It should be noted that the terms used here are only for describing specific embodiments, and are not intended to limit the exemplary embodiments according to the present application. As used herein, unless the context clearly indicates otherwise, the singular form is also intended to include the plural form. In addition, it should also be understood that when the terms "comprising" and/or "including" are used in this specification, they indicate There are features, steps, operations, devices, components, and/or combinations thereof.

Figures 1, 2 and 3 show an embodiment of the automatic microbiological inspection equipment of the present invention. The automatic microbiological inspection equipment includes a cabin 10, an imaging device 20, a sampling mechanism 30, a sampling mechanism 40, a basket 50, and a second A dish-taking mechanism 60, a second dish-taking mechanism 70, and a third dish-taking mechanism 80. A sample injection area a, a culture area b, an observation area c, and a sample discharge area d are formed in the cabin 10, and the culture area b is used for storing culture dishes. The first temperature adjusting device is provided in the culture area b, and is used to adjust the temperature in the culture area b. The imaging device 20 is arranged in the observation area c and is used for image collection of the petri dish. The sampling mechanism 30 is arranged in the sampling area a, and is used to transport the culture dish to the sampling area a. The sampling mechanism 40 is arranged in the sampling area d, and is used to remove the culture dish from the sampling area d. The basket 50 is movably arranged in the cabin 10 and used to carry a culture dish. The first dish-taking mechanism 60 is arranged in the cabin 10 and is used to place the petri dishes in the sample injection area a in the basket 50 located in the sample injection area a. The second dish-taking mechanism 70 is arranged in the cabin 10 and is used to move the basket 50 at least in the sample injection area a, the culture area b, and the observation area c. The third dish taking mechanism 80 is arranged in the cabin 10, and is used to move the petri dish in the basket 50 of the observation area c to the imaging device 20, and is also used to move the petri dish after image collection to the sample exit area d.
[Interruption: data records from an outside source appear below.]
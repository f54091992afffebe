use std::collections::{HashMap, VecDeque};
use std::sync::atomic::{AtomicBool, AtomicU32, Ordering};
use std::time::{Duration, Instant};

use async_trait::async_trait;
use parking_lot::Mutex;
use serde::{Deserialize, Serialize};

use crate::config::ResolvedEmbedding;
use crate::error::{PipelineError, Result};

/// Produces dense vectors for retrieval. Implementations must be cheap to
/// share behind an `Arc` across pipeline tasks.
#[async_trait]
pub trait EmbeddingGenerator: Send + Sync {
    fn dimension(&self) -> usize;

    /// Embeds one text. `use_cache` is false for corpus backfill, where each
    /// text is seen once and caching would only evict hot query entries.
    async fn embed(&self, text: &str, use_cache: bool) -> Result<Vec<f32>>;

    async fn embed_batch(&self, texts: &[String]) -> Result<Vec<Vec<f32>>>;

    fn cache_len(&self) -> usize {
        0
    }

    fn clear_cache(&self) {}
}

#[derive(Debug, Clone, Serialize, Deserialize)]
pub struct CacheConfig {
    pub max_entries: usize,
    pub ttl: Duration,
}

impl Default for CacheConfig {
    fn default() -> Self {
        Self {
            max_entries: 2048,
            ttl: Duration::from_secs(3600),
        }
    }
}

struct CacheEntry {
    vector: Vec<f32>,
    created_at: Instant,
}

#[derive(Default)]
struct CacheState {
    map: HashMap<String, CacheEntry>,
    order: VecDeque<String>,
}

/// Bounded TTL cache keyed by exact text. Eviction is insertion-ordered;
/// expired entries are dropped when touched.
pub struct EmbeddingCache {
    config: CacheConfig,
    entries: Mutex<CacheState>,
}

impl EmbeddingCache {
    pub fn new(config: CacheConfig) -> Self {
        Self {
            config,
            entries: Mutex::new(CacheState::default()),
        }
    }

    pub fn get(&self, text: &str) -> Option<Vec<f32>> {
        let mut state = self.entries.lock();
        let expired = match state.map.get(text) {
            Some(entry) => entry.created_at.elapsed() > self.config.ttl,
            None => return None,
        };
        if expired {
            state.map.remove(text);
            state.order.retain(|k| k != text);
            return None;
        }
        state.map.get(text).map(|e| e.vector.clone())
    }

    pub fn insert(&self, text: &str, vector: Vec<f32>) {
        if self.config.max_entries == 0 {
            return;
        }
        let mut state = self.entries.lock();
        if let Some(entry) = state.map.get_mut(text) {
            entry.vector = vector;
            entry.created_at = Instant::now();
            return;
        }
        while state.map.len() >= self.config.max_entries {
            match state.order.pop_front() {
                Some(oldest) => {
                    state.map.remove(&oldest);
                }
                None => break,
            }
        }
        state.order.push_back(text.to_string());
        state.map.insert(
            text.to_string(),
            CacheEntry {
                vector,
                created_at: Instant::now(),
            },
        );
    }

    pub fn len(&self) -> usize {
        self.entries.lock().map.len()
    }

    pub fn is_empty(&self) -> bool {
        self.len() == 0
    }

    pub fn clear(&self) {
        let mut state = self.entries.lock();
        state.map.clear();
        state.order.clear();
    }
}

#[derive(Serialize)]
struct EmbeddingsRequest<'a> {
    model: &'a str,
    input: &'a [String],
}

#[derive(Deserialize)]
struct EmbeddingsResponse {
    data: Vec<EmbeddingRow>,
}

#[derive(Deserialize)]
struct EmbeddingRow {
    embedding: Vec<f32>,
    index: usize,
}

/// OpenAI-compatible `/embeddings` client. Works keyless against local
/// runtimes (Ollama and friends); sends a bearer token when one is set.
pub struct HttpEmbeddingClient {
    http: reqwest::Client,
    base_url: String,
    api_key: Option<String>,
    model: String,
    dimension: usize,
    max_batch: usize,
    cache: EmbeddingCache,
}

impl HttpEmbeddingClient {
    pub fn new(cfg: &ResolvedEmbedding) -> Result<Self> {
        let http = reqwest::Client::builder().timeout(cfg.timeout).build()?;
        Ok(Self {
            http,
            base_url: cfg.base_url.trim_end_matches('/').to_string(),
            api_key: cfg.api_key.clone(),
            model: cfg.model.clone(),
            dimension: cfg.dimension,
            max_batch: cfg.max_batch.max(1),
            cache: EmbeddingCache::new(cfg.cache.clone()),
        })
    }

    async fn fetch(&self, input: &[String]) -> Result<Vec<Vec<f32>>> {
        let url = format!("{}/embeddings", self.base_url);
        let mut request = self.http.post(&url).json(&EmbeddingsRequest {
            model: &self.model,
            input,
        });
        if let Some(key) = &self.api_key {
            request = request.bearer_auth(key);
        }
        let response = request.send().await?;
        let status = response.status();
        if status == reqwest::StatusCode::UNAUTHORIZED || status == reqwest::StatusCode::FORBIDDEN
        {
            return Err(PipelineError::InvalidCredentials(format!(
                "embedding endpoint rejected the request ({status}); check PRETRANSLATOR_EMBEDDING_API_KEY"
            )));
        }
        if status == reqwest::StatusCode::TOO_MANY_REQUESTS {
            return Err(PipelineError::RateLimited(format!(
                "embedding endpoint throttled the request ({status})"
            )));
        }
        if !status.is_success() {
            return Err(PipelineError::Transient(format!(
                "embedding request failed with status {status}"
            )));
        }

        let mut body: EmbeddingsResponse = response
            .json()
            .await
            .map_err(|e| PipelineError::Transient(format!("malformed embeddings response: {e}")))?;
        if body.data.len() != input.len() {
            return Err(PipelineError::Transient(format!(
                "embedding endpoint returned {} vectors for {} inputs",
                body.data.len(),
                input.len()
            )));
        }
        body.data.sort_by_key(|row| row.index);
        let mut vectors = Vec::with_capacity(body.data.len());
        for row in body.data {
            if row.embedding.len() != self.dimension {
                return Err(PipelineError::DimensionMismatch {
                    expected: self.dimension,
                    got: row.embedding.len(),
                });
            }
            vectors.push(row.embedding);
        }
        Ok(vectors)
    }
}

#[async_trait]
impl EmbeddingGenerator for HttpEmbeddingClient {
    fn dimension(&self) -> usize {
        self.dimension
    }

    async fn embed(&self, text: &str, use_cache: bool) -> Result<Vec<f32>> {
        if use_cache {
            if let Some(vector) = self.cache.get(text) {
                return Ok(vector);
            }
        }
        let mut vectors = self.fetch(std::slice::from_ref(&text.to_string())).await?;
        let vector = vectors.pop().ok_or_else(|| {
            PipelineError::Transient("embedding endpoint returned no vector".to_string())
        })?;
        if use_cache {
            self.cache.insert(text, vector.clone());
        }
        Ok(vector)
    }

    async fn embed_batch(&self, texts: &[String]) -> Result<Vec<Vec<f32>>> {
        let mut out = Vec::with_capacity(texts.len());
        for chunk in texts.chunks(self.max_batch) {
            out.extend(self.fetch(chunk).await?);
        }
        Ok(out)
    }

    fn cache_len(&self) -> usize {
        self.cache.len()
    }

    fn clear_cache(&self) {
        self.cache.clear();
    }
}

/// Deterministic in-memory embedder for tests.
pub struct MockEmbedder {
    dimension: usize,
    canned: Mutex<HashMap<String, Vec<f32>>>,
    fail: AtomicBool,
    calls: AtomicU32,
}

impl MockEmbedder {
    pub fn new(dimension: usize) -> Self {
        Self {
            dimension,
            canned: Mutex::new(HashMap::new()),
            fail: AtomicBool::new(false),
            calls: AtomicU32::new(0),
        }
    }

    pub fn set_embedding(&self, text: &str, vector: Vec<f32>) {
        self.canned.lock().insert(text.to_string(), vector);
    }

    pub fn set_failing(&self, failing: bool) {
        self.fail.store(failing, Ordering::SeqCst);
    }

    pub fn calls(&self) -> u32 {
        self.calls.load(Ordering::SeqCst)
    }

    fn derive(&self, text: &str) -> Vec<f32> {
        let mut vector = vec![0.0f32; self.dimension];
        if self.dimension == 0 {
            return vector;
        }
        for (i, byte) in text.bytes().enumerate() {
            vector[i % self.dimension] += f32::from(byte) / 255.0;
        }
        vector
    }
}

#[async_trait]
impl EmbeddingGenerator for MockEmbedder {
    fn dimension(&self) -> usize {
        self.dimension
    }

    async fn embed(&self, text: &str, _use_cache: bool) -> Result<Vec<f32>> {
        self.calls.fetch_add(1, Ordering::SeqCst);
        if self.fail.load(Ordering::SeqCst) {
            return Err(PipelineError::EmbeddingUnavailable(
                "mock embedder set to fail".to_string(),
            ));
        }
        if let Some(vector) = self.canned.lock().get(text) {
            return Ok(vector.clone());
        }
        Ok(self.derive(text))
    }

    async fn embed_batch(&self, texts: &[String]) -> Result<Vec<Vec<f32>>> {
        let mut out = Vec::with_capacity(texts.len());
        for text in texts {
            out.push(self.embed(text, false).await?);
        }
        Ok(out)
    }
}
Applying the technical solution of the present invention, when in use, the culture dish that needs to be cultured and tested is directly put into the sampling mechanism 30, and the sampling mechanism 30 can transport the culture dish to the sampling area a, and then the first dish taking mechanism 60 can Place the petri dish in the sample injection area a in the basket 50 located in the sample injection area a, and the second dish-taking mechanism 70 will move the basket 50 to the culture area b for culturing. After incubating for a period of time, the second dish-taking mechanism 70 moves the basket 50 to the observation area c, and the third dish-taking mechanism 80 moves the petri dish in the basket 50 of the observation area c to the imaging device 20 for image acquisition. The dishes need to continue to be cultured and image collected, and then put the culture dishes back into the basket 50 in the observation area c, and then the second dish picking mechanism 70 moves the basket 50 to the culture area b to continue the culture; if the culture dishes have completed all the cultures , Image collection work, the third dish taking mechanism 80 moves the petri dish in the basket 50 in the observation area c to the sample exit area d, and the sample exit mechanism 40 takes the petri dish from the sample exit area d. In the end, the operator only needs to remove all the tested petri dishes from the sampling mechanism 40. In this way, the automatic placement and removal of the petri dish is realized, which is convenient for the operator to quickly remove or place the petri dish of the automatic microbial inspection equipment, which improves the work efficiency; in addition, the operator can also close the cabin faster 10 , Reduce the influence on the temperature in the cabin 10, and ensure the validity of the experiment.

As shown in the figure, in the technical solution of this embodiment, the cabin body 10 includes a bottom cabin and a cabin door that can be opened on the bottom cabin, and the imaging device 20, the dish-taking mechanism, the temperature adjustment device and the controller are all arranged in On the bottom compartment, the petri dishes can be taken and placed after the hatch is opened.

As shown in Figures 4 and 5, in the technical solution of this embodiment, the sampling mechanism 30 includes a sampling storage basket 31, a sampling operation push claw 32, and a sampling drive 33. The sampling storage basket 31 is used for stacking. In the petri dish, the top of the sample storage basket 31 is provided with a sample inlet 311, the bottom of the sample storage basket 31 is provided with a sample inlet 312 and an operation hole 313, and the sample injection operation push claw 32 is movably arranged in the horizontal direction. The petri dish located at the bottom of the sample injection storage basket 31 is pushed out from the sample inlet 312 through the operating hole 313. The sampling driving member 33 is drivingly connected with the sampling operation push claw 32 for driving the sampling operation push claw 32 to move. When in use, the petri dishes are placed in the sample storage basket 31 sequentially from the sample entry code setting port 311, and the sample driving member 33 drives the sample operation push claw 32 to move each time, and the bottom of the sample storage basket 31 can be moved. The petri dish is pushed out from the injection port 312, and the petri dish located on the petri dish will fall down and wait for the push claw 32 to push the petri dish out of the injection port 312 again.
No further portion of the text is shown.